*** Opening of DATA RECORDS ***

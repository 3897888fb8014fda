//! Decomposition and recombination along one structural axis.
//!
//! Broadcasting peels exactly one level off a value, maps the units and
//! glues the results back together. Positional axes keep unit order;
//! keyed axes keep the unit keys.

use std::fmt;
use std::sync::Arc;

use super::{Dict, Scalar, Value};
use crate::Rank;

/// The axis a value is split along.
#[derive(Copy, Clone, Eq, PartialEq, Hash, Debug)]
pub enum Axis {
    /// Table → Dict rows.
    Rows,
    /// Table → one List per key.
    Columns,
    /// Dict → keyed Scalars.
    Fields,
    /// List → Scalars.
    Items,
    /// Box → member Lists.
    Members,
}

impl Axis {
    /// Keyed axes recombine by key; positional axes by position.
    #[inline]
    pub fn is_keyed(self) -> bool {
        matches!(self, Axis::Columns | Axis::Fields)
    }

    /// Glue mapped units back together.
    ///
    /// `keys` must be the keys from the matching [`Decomposition`] (empty
    /// for positional axes). `unit_hint` is the rank each result was
    /// expected to have; it is only consulted when `results` is empty.
    pub fn recombine(
        self,
        keys: &[String],
        results: Vec<Value>,
        unit_hint: Option<Rank>,
    ) -> Result<Value, ShapeError> {
        debug_assert!(!self.is_keyed() || keys.len() == results.len());

        let Some(first) = results.first() else {
            return self.recombine_empty(unit_hint);
        };
        let first_kind = first.kind_name();
        let first_rank = first.rank();
        if let Some(other) = results.iter().find(|r| r.rank() != first_rank) {
            return Err(ShapeError::Mixed {
                first: first_kind,
                other: other.kind_name(),
            });
        }

        match (first_rank, self.is_keyed()) {
            (Some(Rank::Scalar), false) => Ok(Value::list(into_scalars(results))),
            (Some(Rank::Scalar), true) => Ok(Value::dict(
                keys.iter().cloned().zip(into_scalars(results)).collect(),
            )),
            (Some(Rank::Row), false) => Ok(Value::Table(Arc::new(
                results
                    .into_iter()
                    .filter_map(|r| match r {
                        Value::Dict(d) => Some(d),
                        _ => None,
                    })
                    .collect(),
            ))),
            (Some(Rank::Column), false) => Ok(Value::Box(Arc::new(
                results
                    .into_iter()
                    .filter_map(|r| match r {
                        Value::List(items) => Some(items),
                        _ => None,
                    })
                    .collect(),
            ))),
            (Some(Rank::Column), true) => columns_to_table(keys, results),
            _ => Err(ShapeError::Unrecombinable {
                kind: first_kind,
                axis: self,
            }),
        }
    }

    fn recombine_empty(self, unit_hint: Option<Rank>) -> Result<Value, ShapeError> {
        match (unit_hint, self.is_keyed()) {
            (Some(Rank::Scalar), false) => Ok(Value::list(Vec::new())),
            (Some(Rank::Scalar), true) => Ok(Value::dict(Dict::new())),
            (Some(Rank::Row) | Some(Rank::Column), true) | (Some(Rank::Row), false) => {
                Ok(Value::table(Vec::new()))
            }
            (Some(Rank::Column), false) => Ok(Value::boxed(Vec::new())),
            (Some(Rank::Table) | None, _) => Err(ShapeError::EmptyWithoutShape { axis: self }),
        }
    }
}

impl fmt::Display for Axis {
    fn fmt(&self, f: &mut fmt::Formatter<'_>) -> fmt::Result {
        let name = match self {
            Axis::Rows => "rows",
            Axis::Columns => "columns",
            Axis::Fields => "fields",
            Axis::Items => "items",
            Axis::Members => "members",
        };
        f.write_str(name)
    }
}

/// One level of a value, split into units.
#[derive(Clone, Debug, PartialEq)]
pub struct Decomposition {
    pub axis: Axis,
    /// Unit keys, parallel to `units`; empty on positional axes.
    pub keys: Vec<String>,
    pub units: Vec<Value>,
}

/// Failure to split or glue values.
#[derive(Clone, Debug, PartialEq, Eq, thiserror::Error)]
pub enum ShapeError {
    #[error("a {kind} cannot be decomposed")]
    Indivisible { kind: &'static str },

    #[error("column `{key}` is missing from row {row}")]
    MissingColumn { key: String, row: usize },

    #[error("column `{key}` has {found} entries, expected {expected}")]
    Ragged {
        key: String,
        expected: usize,
        found: usize,
    },

    #[error("mixed results: {first} and {other}")]
    Mixed {
        first: &'static str,
        other: &'static str,
    },

    #[error("{kind} results cannot be recombined along {axis}")]
    Unrecombinable { kind: &'static str, axis: Axis },

    #[error("empty {axis} decomposition with no result shape")]
    EmptyWithoutShape { axis: Axis },
}

impl Value {
    /// The axis a broadcast of an operator with input rank `rank_in` splits
    /// this value along, or `None` for scalars.
    ///
    /// Tables split into rows for row/scalar operators and into columns for
    /// column operators.
    pub fn axis_for(&self, rank_in: Rank) -> Option<Axis> {
        match self {
            Value::Scalar(_) => None,
            Value::Dict(_) => Some(Axis::Fields),
            Value::List(_) => Some(Axis::Items),
            Value::Box(_) => Some(Axis::Members),
            Value::Table(_) if rank_in == Rank::Column => Some(Axis::Columns),
            Value::Table(_) => Some(Axis::Rows),
        }
    }

    /// Split one level off this value along `axis_for(rank_in)`.
    pub fn decompose(&self, rank_in: Rank) -> Result<Decomposition, ShapeError> {
        let (axis, keys, units) = match self {
            Value::Scalar(_) => {
                return Err(ShapeError::Indivisible {
                    kind: self.kind_name(),
                })
            }
            Value::Table(rows) if rank_in == Rank::Column => {
                let (keys, columns) = table_columns(rows)?;
                (Axis::Columns, keys, columns)
            }
            Value::Table(rows) => (
                Axis::Rows,
                Vec::new(),
                rows.iter().map(|row| Value::Dict(Arc::clone(row))).collect(),
            ),
            Value::Dict(fields) => {
                let (keys, units) = fields
                    .iter()
                    .map(|(k, v)| (k.clone(), Value::Scalar(v.clone())))
                    .unzip();
                (Axis::Fields, keys, units)
            }
            Value::List(items) => (
                Axis::Items,
                Vec::new(),
                items.iter().cloned().map(Value::Scalar).collect(),
            ),
            Value::Box(members) => (
                Axis::Members,
                Vec::new(),
                members.iter().map(|m| Value::List(Arc::clone(m))).collect(),
            ),
        };
        debug_assert_eq!(self.axis_for(rank_in), Some(axis));
        Ok(Decomposition { axis, keys, units })
    }
}

/// Column view of a table: sorted union of keys, every row must carry all.
fn table_columns(rows: &[Arc<Dict>]) -> Result<(Vec<String>, Vec<Value>), ShapeError> {
    let mut keys: Vec<String> = rows.iter().flat_map(|row| row.keys().cloned()).collect();
    keys.sort_unstable();
    keys.dedup();

    let mut columns = Vec::with_capacity(keys.len());
    for key in &keys {
        let mut column = Vec::with_capacity(rows.len());
        for (row_index, row) in rows.iter().enumerate() {
            let Some(cell) = row.get(key) else {
                return Err(ShapeError::MissingColumn {
                    key: key.clone(),
                    row: row_index + 1,
                });
            };
            column.push(cell.clone());
        }
        columns.push(Value::list(column));
    }
    Ok((keys, columns))
}

fn columns_to_table(keys: &[String], results: Vec<Value>) -> Result<Value, ShapeError> {
    let columns: Vec<Arc<Vec<Scalar>>> = results
        .into_iter()
        .filter_map(|r| match r {
            Value::List(items) => Some(items),
            _ => None,
        })
        .collect();
    let height = columns.first().map_or(0, |c| c.len());
    if let Some((key, column)) = keys.iter().zip(&columns).find(|(_, c)| c.len() != height) {
        return Err(ShapeError::Ragged {
            key: key.clone(),
            expected: height,
            found: column.len(),
        });
    }

    let rows = (0..height)
        .map(|i| {
            keys.iter()
                .zip(&columns)
                .map(|(key, column)| (key.clone(), column[i].clone()))
                .collect::<Dict>()
        })
        .collect();
    Ok(Value::table(rows))
}

fn into_scalars(results: Vec<Value>) -> Vec<Scalar> {
    results
        .into_iter()
        .filter_map(|r| match r {
            Value::Scalar(s) => Some(s),
            _ => None,
        })
        .collect()
}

*** Close of DATA RECORDS ***

What lines above contain the word "found"? Return each such line.

    #[error("column `{key}` has {found} entries, expected {expected}")]
        found: usize,
            found: column.len(),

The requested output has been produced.